Stored data:
=== Section Start ===
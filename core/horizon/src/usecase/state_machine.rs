//! 画面の状態機械
//!
//! ユーザー操作（Action）と分析の完了を受けて SessionStore を更新し、
//! 表示層が実行すべき副作用（Effect）を返す。I/O は持たない。
//!
//! 送信の判定順:
//! 1. WORD_INPUT / ANALYSIS 以外では何もしない（LOADING 中の多重送信を弾く）
//! 2. 言語とカテゴリが未選択なら何もしない
//! 3. 空白だけの語なら何もしない
//! 4. インバンドコマンド（fav / history 等 / menu 等）を先に取り出す
//! 5. それ以外は LOADING に入り、新しいラウンドのトークン付きで分析を要求する

use std::sync::Arc;

use crate::domain::{
    AnalysisCategory, AnalysisRequest, AnalysisResult, HistoryEntry, Language, Notice,
    SubmitIntent, Term, ViewMode,
};
use crate::usecase::session::{RoundToken, SessionStore};
use common::error::Error;
use common::ports::outbound::{Clock, Log, LogLevel, LogRecord};

/// 表示層から来るユーザー操作
#[derive(Debug, Clone, PartialEq, Eq)]
pub enum Action {
    SelectLanguage(Language),
    SelectCategory(AnalysisCategory),
    /// CAT_SELECT / WORD_INPUT の戻る
    Back,
    /// 入力欄の内容を置き換える
    EditInput(String),
    /// 入力欄の内容を送信する
    Submit,
    /// 結果画面のお気に入りボタン
    ToggleFavorite,
    OpenViewer,
    CloseViewer,
    /// ビューワで語を選ぶ（ビューワを閉じて、その語を送信する）
    SelectViewerEntry(String),
    /// メニューボタン / やり直し。どの状態からでも全リセット
    Reset,
    /// 結果の語を読み上げる
    Speak,
}

/// 状態機械が返す副作用
#[derive(Debug, Clone, PartialEq, Eq)]
pub enum Effect {
    /// 分析を非同期に始め、完了したら token と一緒に complete へ渡す
    StartAnalysis {
        token: RoundToken,
        request: AnalysisRequest,
    },
    Notice(Notice),
    Speak(String),
}

pub struct ViewStateMachine {
    clock: Arc<dyn Clock>,
    log: Arc<dyn Log>,
}

impl ViewStateMachine {
    pub fn new(clock: Arc<dyn Clock>, log: Arc<dyn Log>) -> Self {
        Self { clock, log }
    }

    /// 操作を 1 つ適用する。受け付けない状態での操作は何もしない。
    pub fn dispatch(&self, store: &mut SessionStore, action: Action) -> Vec<Effect> {
        match action {
            Action::SelectLanguage(language) => {
                if store.mode() != ViewMode::LangSelect {
                    return self.ignored(store, "select_language");
                }
                store.set_language(Some(language));
                self.transition(store, ViewMode::CatSelect);
                vec![Effect::Notice(Notice::LanguageChosen)]
            }
            Action::SelectCategory(category) => {
                if store.mode() != ViewMode::CatSelect {
                    return self.ignored(store, "select_category");
                }
                store.set_category(Some(category));
                self.transition(store, ViewMode::WordInput);
                vec![Effect::Notice(Notice::CategoryChosen)]
            }
            Action::Back => {
                match store.mode() {
                    ViewMode::CatSelect => {
                        store.set_language(None);
                        self.transition(store, ViewMode::LangSelect);
                    }
                    ViewMode::WordInput => {
                        store.set_category(None);
                        self.transition(store, ViewMode::CatSelect);
                    }
                    _ => return self.ignored(store, "back"),
                }
                Vec::new()
            }
            Action::EditInput(text) => {
                if store.mode().accepts_submit() {
                    store.set_input(text);
                }
                Vec::new()
            }
            Action::Submit => {
                let raw = store.input().to_string();
                self.submit(store, &raw)
            }
            Action::ToggleFavorite => {
                if store.mode() != ViewMode::Analysis {
                    return self.ignored(store, "toggle_favorite");
                }
                self.toggle_current_favorite(store)
            }
            Action::OpenViewer => {
                store.set_viewer_open(true);
                Vec::new()
            }
            Action::CloseViewer => {
                store.set_viewer_open(false);
                Vec::new()
            }
            Action::SelectViewerEntry(term) => {
                store.set_viewer_open(false);
                self.submit(store, &term)
            }
            Action::Reset => {
                self.full_reset(store);
                Vec::new()
            }
            Action::Speak => match (store.mode(), store.result()) {
                (ViewMode::Analysis, Some(result)) if result.category().is_speakable() => {
                    vec![Effect::Speak(result.term().to_string())]
                }
                _ => self.ignored(store, "speak"),
            },
        }
    }

    /// 分析ラウンドの完了を適用する。現在のラウンドでなければ捨てる。
    pub fn complete(
        &self,
        store: &mut SessionStore,
        token: RoundToken,
        outcome: Result<AnalysisResult, Error>,
    ) -> Vec<Effect> {
        if !store.is_current_round(token) {
            let _ = self.log.log(
                &LogRecord::new(
                    LogLevel::Warn,
                    "usecase",
                    "analysis",
                    "stale completion discarded",
                )
                .field("generation", token.generation())
                .field("mode", store.mode().as_str()),
            );
            return Vec::new();
        }
        store.finish_round();

        match outcome {
            Ok(result) => {
                let entry = HistoryEntry {
                    term: result.term().to_string(),
                    category: result.category(),
                    timestamp_ms: self.clock.now_ms(),
                };
                let sound_effect = result.sound_effect().map(|s| s.to_string());
                let _ = self.log.log(
                    &LogRecord::new(LogLevel::Info, "usecase", "analysis", "analysis succeeded")
                        .field("generation", token.generation())
                        .field("term", entry.term.as_str())
                        .field("category", entry.category.as_str()),
                );
                store.replace_result(Some(result));
                store.push_history(entry);
                store.clear_input();
                self.transition(store, ViewMode::Analysis);
                vec![
                    Effect::Notice(Notice::SavedToHistory),
                    Effect::Notice(Notice::AnalysisSucceeded { sound_effect }),
                ]
            }
            Err(e) => {
                let _ = self.log.log(
                    &LogRecord::new(LogLevel::Error, "usecase", "analysis", e.to_string())
                        .field("generation", token.generation())
                        .field("exit_code", e.exit_code()),
                );
                store.replace_result(None);
                self.transition(store, ViewMode::Error);
                vec![Effect::Notice(Notice::AnalysisFailed)]
            }
        }
    }

    fn submit(&self, store: &mut SessionStore, raw: &str) -> Vec<Effect> {
        if !store.mode().accepts_submit() {
            return self.ignored(store, "submit");
        }
        let (language, category) = match (store.language(), store.category()) {
            (Some(l), Some(c)) => (l, c),
            _ => return self.ignored(store, "submit"),
        };
        let term = match Term::parse(raw) {
            Some(t) => t,
            None => return Vec::new(),
        };

        match SubmitIntent::classify(term) {
            SubmitIntent::ToggleFavorite => {
                if store.result().is_none() {
                    return self.ignored(store, "fav");
                }
                let effects = self.toggle_current_favorite(store);
                store.clear_input();
                effects
            }
            SubmitIntent::OpenViewer => {
                store.set_viewer_open(true);
                store.clear_input();
                Vec::new()
            }
            SubmitIntent::Reset => {
                self.full_reset(store);
                Vec::new()
            }
            SubmitIntent::Analyze(term) => {
                store.clear_input();
                let token = store.begin_round();
                self.transition(store, ViewMode::Loading);
                let _ = self.log.log(
                    &LogRecord::new(LogLevel::Info, "usecase", "analysis", "analysis started")
                        .field("generation", token.generation())
                        .field("term", term.to_string())
                        .field("language", language.as_str())
                        .field("category", category.as_str()),
                );
                vec![
                    Effect::Notice(Notice::AnalysisStarted),
                    Effect::StartAnalysis {
                        token,
                        request: AnalysisRequest {
                            term,
                            language,
                            category,
                        },
                    },
                ]
            }
        }
    }

    fn toggle_current_favorite(&self, store: &mut SessionStore) -> Vec<Effect> {
        let term = match store.result() {
            Some(r) => r.term().to_string(),
            None => return Vec::new(),
        };
        if store.toggle_favorite(&term) {
            vec![Effect::Notice(Notice::FavoriteAdded { term })]
        } else {
            Vec::new()
        }
    }

    fn full_reset(&self, store: &mut SessionStore) {
        let from = store.mode();
        store.reset();
        self.log_transition(from, ViewMode::LangSelect);
    }

    fn transition(&self, store: &mut SessionStore, to: ViewMode) {
        let from = store.mode();
        store.set_mode(to);
        self.log_transition(from, to);
    }

    fn log_transition(&self, from: ViewMode, to: ViewMode) {
        let _ = self.log.log(
            &LogRecord::new(LogLevel::Debug, "usecase", "transition", "transition")
                .field("from", from.as_str())
                .field("to", to.as_str()),
        );
    }

    fn ignored(&self, store: &SessionStore, action: &str) -> Vec<Effect> {
        let _ = self.log.log(
            &LogRecord::new(LogLevel::Debug, "usecase", "transition", "action ignored")
                .field("action", action)
                .field("mode", store.mode().as_str()),
        );
        Vec::new()
    }
}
=== Section End ===
Problem to work on: Exactly as they stand, set down the lines from the top of the data through the line with "pub enum Effect".

Solution to the problem:
filename core/horizon/src/usecase/state_machine.rs
//! 画面の状態機械
//!
//! ユーザー操作（Action）と分析の完了を受けて SessionStore を更新し、
//! 表示層が実行すべき副作用（Effect）を返す。I/O は持たない。
//!
//! 送信の判定順:
//! 1. WORD_INPUT / ANALYSIS 以外では何もしない（LOADING 中の多重送信を弾く）
//! 2. 言語とカテゴリが未選択なら何もしない
//! 3. 空白だけの語なら何もしない
//! 4. インバンドコマンド（fav / history 等 / menu 等）を先に取り出す
//! 5. それ以外は LOADING に入り、新しいラウンドのトークン付きで分析を要求する

use std::sync::Arc;

use crate::domain::{
    AnalysisCategory, AnalysisRequest, AnalysisResult, HistoryEntry, Language, Notice,
    SubmitIntent, Term, ViewMode,
};
use crate::usecase::session::{RoundToken, SessionStore};
use common::error::Error;
use common::ports::outbound::{Clock, Log, LogLevel, LogRecord};

/// 表示層から来るユーザー操作
#[derive(Debug, Clone, PartialEq, Eq)]
pub enum Action {
    SelectLanguage(Language),
    SelectCategory(AnalysisCategory),
    /// CAT_SELECT / WORD_INPUT の戻る
    Back,
    /// 入力欄の内容を置き換える
    EditInput(String),
    /// 入力欄の内容を送信する
    Submit,
    /// 結果画面のお気に入りボタン
    ToggleFavorite,
    OpenViewer,
    CloseViewer,
    /// ビューワで語を選ぶ（ビューワを閉じて、その語を送信する）
    SelectViewerEntry(String),
    /// メニューボタン / やり直し。どの状態からでも全リセット
    Reset,
    /// 結果の語を読み上げる
    Speak,
}

/// 状態機械が返す副作用
#[derive(Debug, Clone, PartialEq, Eq)]
pub enum Effect {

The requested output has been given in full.